Courtesy of reference[1].

Fibers can be identified via two processes:
(i) microscopic identification
(ii) by burning.

Microscopic Identification of Fibers
Many common fibers can easily be identified with the aid of a microscope. If a yarn is used, then one end is untwisted and examined. This end if laced in a drop of water or glycerine on a clean glass slide can be inspected with the microscope. Cotton, linen and woolen fibers can easily be identified (see below), whereas for man-made fibers more complicated methods are usually required.

Courtesy of reference[1].

Fiber Identification By Burning
Many fibers can be identified by their burning characteristics. When fibers are blended or have certain finishes added, this test may not be reliable.

A piece of fabric is held with tweezers and the fabric is slowly brought to the flame of a candle, which has been set in a metal plate. A number of features are noted namely:
(a) whether the flame goes out
(b) odor
(c) characteristic of the residue.
Based on these characteristics an assessment can be made about the fiber type.

Courtesy of reference[1].

General Properties of Fiber Polymers and Fibers

Colorful Yarn (54% Nylon, 39% Mohair and 7% Wool).

Fabric fibers are made of molecules called polymers - see Part II. Generally, polymers are extremely long, linear and unreactive, whereas monomers are much smaller and reactive chemical units. Polymers are generally considered to be unreactive. Nevertheless, these bonds can be broken, if polymers are attacked by very reactive chemicals and other degrading agents (such as UV light etc.)

Often we would refer a fabric fiber as say, a polyester polymer system or a cotton polymer system etc. For art and crafters the macro systems (the fibers and the fabrics that these polymers make) are divorced from the micro systems (i.e. the polymer systems and the inter- and intra- bonding mechanisms). Today's post concentrates on the macro properties of fiber polymer and fibers.

Properties of Fiber-Forming Polymers
Ideally fiber-forming polymers that make up fabrics should have the following properties:
(i) Hydrophilic (water loving)
(ii) Chemically resistant
(iii) Linear
(iv) Long in length
(v) Capable of being orientated to create crystalline regions
(vi) Able to form high-melting-point polymer systems.

These would be the ideal properties. Some fibers essentially meet all these requirements (e.g. acetates, acrylics, cotton, flax, nylon, polyester, silk, viscose and wool), whereas some man-made fibers only satisfy requirements (i), (v) and (vi) (e.g. chloro-fibers, polyethylene and polypropylene) and yet their fibers still sell. Natural cellulose fibers such as abaca, coir, hemp, jute, kenaf, ramie and sisal have very restricted apparel use, because they are very stiff. These fibers are examples of requirement (v) being excessive, since their extensive crystalline regions (see below) give these fibers an uncomfortable stiffness against your skin. The polymers of natural fibers - angora, cashmere and mohair - largely meet the above requirements, but because of their expense, they are hardly mass-market fibers.

Hydrophilic Properties
Fiber polymers should be hydrophilic (water loving). This implies that they should possess polar groups (i.e. chemical groups in the polymer system in which parts of the group has a positive charge tendency and another part has a negative charge tendency) since such groups attract water molecules, which themselves are polar (note: “like attracting like”).

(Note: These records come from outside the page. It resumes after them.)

//! Option value types
//!
//! This module defines the resolved value of a single option and the
//! finalized configuration snapshot produced by option processing.

use std::fmt;
use std::path::{Path, PathBuf};

/// Option names of the template table
///
/// Using these constants instead of string literals keeps the typed
/// accessors on [`ParsedOptions`] and the table in `cli::definitions` in sync.
pub mod names {
    pub const INPUT: &str = "input";
    pub const OUTPUT: &str = "output";
    pub const VERBOSE: &str = "verbose";
    pub const KEY: &str = "key";
    pub const VALUE: &str = "value";
    pub const HELP: &str = "help";
}

/// Resolved value of a single option
///
/// Value options resolve to `Text`, path options to `Path` (which may hold
/// bytes that are not UTF-8), flags and toggles to `Bool`.
/// Options that were never supplied are `Absent`.
#[derive(Debug, Clone, PartialEq, Eq, Default)]
pub enum OptionValue {
    Text(String),
    Path(PathBuf),
    Bool(bool),
    #[default]
    Absent,
}

impl OptionValue {
    /// Borrow the text of a value option
    pub fn as_text(&self) -> Option<&str> {
        match self {
            OptionValue::Text(text) => Some(text),
            _ => None,
        }
    }

    pub fn as_path(&self) -> Option<&Path> {
        match self {
            OptionValue::Path(path) => Some(path),
            _ => None,
        }
    }

    /// Get the state of a flag or toggle
    pub fn as_bool(&self) -> Option<bool> {
        match self {
            OptionValue::Bool(flag) => Some(*flag),
            _ => None,
        }
    }

    pub fn is_absent(&self) -> bool {
        matches!(self, OptionValue::Absent)
    }
}

impl fmt::Display for OptionValue {
    fn fmt(&self, f: &mut fmt::Formatter<'_>) -> fmt::Result {
        match self {
            OptionValue::Text(text) => f.write_str(text),
            OptionValue::Path(path) => write!(f, "{}", path.display()),
            OptionValue::Bool(flag) => write!(f, "{}", flag),
            OptionValue::Absent => f.write_str("<absent>"),
        }
    }
}

/// Finalized configuration of one invocation
///
/// Holds exactly the options that were supplied on the command line, in the
/// order each was first supplied. Once handed out by `cli::process` it is
/// read-only: there are no public mutators.
#[derive(Debug, Clone, PartialEq, Eq, Default)]
pub struct ParsedOptions {
    values: Vec<(&'static str, OptionValue)>,
}

impl ParsedOptions {
    pub(crate) fn new() -> Self {
        Self::default()
    }

    /// Record a value; a repeated option keeps its first position but takes
    /// the new value
    pub(crate) fn set(&mut self, name: &'static str, value: OptionValue) {
        match self.values.iter_mut().find(|(existing, _)| *existing == name) {
            Some((_, slot)) => *slot = value,
            None => self.values.push((name, value)),
        }
    }

    /// Get the value of an option, `Absent` if it was not supplied
    pub fn get(&self, name: &str) -> &OptionValue {
        static ABSENT: OptionValue = OptionValue::Absent;
        self.values
            .iter()
            .find(|(existing, _)| *existing == name)
            .map_or(&ABSENT, |(_, value)| value)
    }

    /// Get the text of a value option
    pub fn text(&self, name: &str) -> Option<&str> {
        self.get(name).as_text()
    }

    /// Get the state of a flag or toggle, `false` if it was not supplied
    pub fn flag(&self, name: &str) -> bool {
        self.get(name).as_bool().unwrap_or(false)
    }

    pub fn contains(&self, name: &str) -> bool {
        !self.get(name).is_absent()
    }

    /// Iterate over the supplied options in the order they were first given
    pub fn iter(&self) -> impl Iterator<Item = (&'static str, &OptionValue)> {
        self.values.iter().map(|(name, value)| (*name, value))
    }

    pub fn len(&self) -> usize {
        self.values.len()
    }

    pub fn is_empty(&self) -> bool {
        self.values.is_empty()
    }

    /// Input file path, standard input when `None`
    pub fn input(&self) -> Option<&Path> {
        self.get(names::INPUT).as_path()
    }

    /// Output file path, standard output when `None`
    pub fn output(&self) -> Option<&Path> {
        self.get(names::OUTPUT).as_path()
    }

    pub fn verbose(&self) -> bool {
        self.flag(names::VERBOSE)
    }

    pub fn key(&self) -> Option<&str> {
        self.text(names::KEY)
    }

    pub fn value(&self) -> Option<&str> {
        self.text(names::VALUE)
    }
}

#[cfg(test)]
mod tests {
    use super::*;
    use rstest::rstest;

    fn sample() -> ParsedOptions {
        let mut options = ParsedOptions::new();
        options.set(names::INPUT, OptionValue::Path(PathBuf::from("in.txt")));
        options.set(names::VERBOSE, OptionValue::Bool(true));
        options.set(names::KEY, OptionValue::Text("sub_type".to_string()));
        options
    }

    #[test]
    fn test_unsupplied_option_is_absent() {
        let options = sample();
        assert!(options.get(names::OUTPUT).is_absent());
        assert_eq!(options.output(), None);
        assert_eq!(options.value(), None);
        assert!(!options.contains(names::OUTPUT));
    }

    #[test]
    fn test_typed_accessors() {
        let options = sample();
        assert_eq!(options.input(), Some(Path::new("in.txt")));
        assert!(options.verbose());
        assert_eq!(options.key(), Some("sub_type"));
        assert_eq!(options.len(), 3);
    }

    #[test]
    fn test_later_value_replaces_earlier() {
        let mut options = sample();
        options.set(names::VERBOSE, OptionValue::Bool(false));
        assert!(!options.verbose());
        assert_eq!(options.len(), 3);
    }

    #[test]
    fn test_iter_keeps_first_seen_order() {
        let mut options = sample();
        options.set(names::INPUT, OptionValue::Path(PathBuf::from("other.txt")));
        options.set(names::VALUE, OptionValue::Text("exon".to_string()));

        let order: Vec<_> = options.iter().map(|(name, _)| name).collect();
        assert_eq!(order, vec!["input", "verbose", "key", "value"]);
        assert_eq!(options.input(), Some(Path::new("other.txt")));
    }

    #[rstest]
    #[case::text(OptionValue::Text("feature_type".to_string()), "feature_type")]
    #[case::path(OptionValue::Path(PathBuf::from("dir/in.txt")), "dir/in.txt")]
    #[case::enabled(OptionValue::Bool(true), "true")]
    #[case::disabled(OptionValue::Bool(false), "false")]
    #[case::absent(OptionValue::Absent, "<absent>")]
    fn test_value_display(#[case] value: OptionValue, #[case] expected: &str) {
        assert_eq!(value.to_string(), expected);
    }

    #[rstest]
    #[case::text_as_bool(OptionValue::Text("true".to_string()), None)]
    #[case::bool_as_bool(OptionValue::Bool(true), Some(true))]
    #[case::absent_as_bool(OptionValue::Absent, None)]
    fn test_as_bool(#[case] value: OptionValue, #[case] expected: Option<bool>) {
        assert_eq!(value.as_bool(), expected);
    }
}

A fiber is comfortable to wear if its polymer system contains hydrophilic polymers and the polar system of the fiber itself allows the entry of water molecules. There are of course fibers whose polymer systems are hydrophobic (water hating) – polyester fibers come to mind – and yet these fibers are manufactured for use in apparels. In order to make the fibers of such fabric materials more water friendly and so more comfortable to wear, hydrophobic fibers need to be blended with the hydrophilic fibers. For this reason the water hating nylon and polyester fibers are often blended with the water loving cotton, viscose and wool fibers (e.g. 66% polyester and 34% cotton blend). Acrylics are also hydrophobic fibers and yet the knitted outwear of acrylics is very popular. However, it is usual to wear the non-absorbent acrylics over an absorbent hydrophilic fiber garment to counter the potential discomfort of the acrylic garment.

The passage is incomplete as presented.